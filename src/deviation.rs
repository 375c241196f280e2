use crate::models::{CoverageGap, Deviation, ExportTable, Record, RowPeriod};

pub fn round_to(value: f64, places: i32) -> f64 {
    let factor = 10f64.powi(places);
    (value * factor).round() / factor
}

/// Percentage change of `current` against `baseline`. Zero, NaN or missing
/// baselines, and any non-finite quotient, yield `None`.
pub fn deviation_pct(current: Option<f64>, baseline: Option<f64>) -> Option<f64> {
    let (current, baseline) = (current?, baseline?);
    if baseline == 0.0 || baseline.is_nan() || current.is_nan() {
        return None;
    }
    let pct = (current - baseline) / baseline.abs() * 100.0;
    pct.is_finite().then(|| round_to(pct, 1))
}

#[derive(Debug, Default, PartialEq)]
pub struct DeviationOutcome {
    pub deviations: Vec<Deviation>,
    pub gaps: Vec<CoverageGap>,
}

fn mean(values: impl Iterator<Item = f64>) -> Option<f64> {
    let (sum, count) = values.fold((0.0, 0usize), |(sum, count), value| (sum + value, count + 1));
    (count > 0).then(|| sum / count as f64)
}

/// Compares current and baseline rows zone by zone. Zones lacking either
/// side produce no deviations and are reported as gaps instead.
pub fn compute_deviations(table: &ExportTable) -> DeviationOutcome {
    let mut outcome = DeviationOutcome::default();

    for zone in table.zones() {
        let rows_for = |period: RowPeriod| {
            table
                .records
                .iter()
                .filter(|record| record.zone == zone && record.period == period)
                .collect::<Vec<_>>()
        };
        let current_rows = rows_for(RowPeriod::Current);
        let baseline_rows = rows_for(RowPeriod::Baseline);

        let missing = match (current_rows.is_empty(), baseline_rows.is_empty()) {
            (false, false) => None,
            (true, _) => Some(RowPeriod::Current),
            (false, true) => Some(RowPeriod::Baseline),
        };
        if let Some(missing) = missing {
            outcome.gaps.push(CoverageGap {
                dataset: table.category,
                zone: zone.clone(),
                missing,
            });
            continue;
        }

        for column in table.numeric_columns() {
            let column_mean = |rows: &[&Record]| {
                mean(
                    rows.iter()
                        .filter_map(|record| record.values.get(&column.name))
                        .filter_map(|cell| cell.as_number()),
                )
            };
            let current = column_mean(&current_rows[..]);
            let baseline = column_mean(&baseline_rows[..]);

            outcome.deviations.push(Deviation {
                zone: zone.clone(),
                indicator: column.name.clone(),
                kind: column.kind,
                current: current.map(|value| round_to(value, 4)),
                baseline: baseline.map(|value| round_to(value, 4)),
                deviation_pct: deviation_pct(current, baseline),
            });
        }
    }

    outcome
}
--- --- ---
• **EXERCISE OBJECTIVE**: Above are some records; copy exactly the lines from the one with "pub fn round_to(value: f64, places: i32)" through the one with "let (sum, count)", both included, and no others.

• **COMPLETED TASK**:
pub fn round_to(value: f64, places: i32) -> f64 {
    let factor = 10f64.powi(places);
    (value * factor).round() / factor
}

/// Percentage change of `current` against `baseline`. Zero, NaN or missing
/// baselines, and any non-finite quotient, yield `None`.
pub fn deviation_pct(current: Option<f64>, baseline: Option<f64>) -> Option<f64> {
    let (current, baseline) = (current?, baseline?);
    if baseline == 0.0 || baseline.is_nan() || current.is_nan() {
        return None;
    }
    let pct = (current - baseline) / baseline.abs() * 100.0;
    pct.is_finite().then(|| round_to(pct, 1))
}

#[derive(Debug, Default, PartialEq)]
pub struct DeviationOutcome {
    pub deviations: Vec<Deviation>,
    pub gaps: Vec<CoverageGap>,
}

fn mean(values: impl Iterator<Item = f64>) -> Option<f64> {
    let (sum, count) = values.fold((0.0, 0usize), |(sum, count), value| (sum + value, count + 1));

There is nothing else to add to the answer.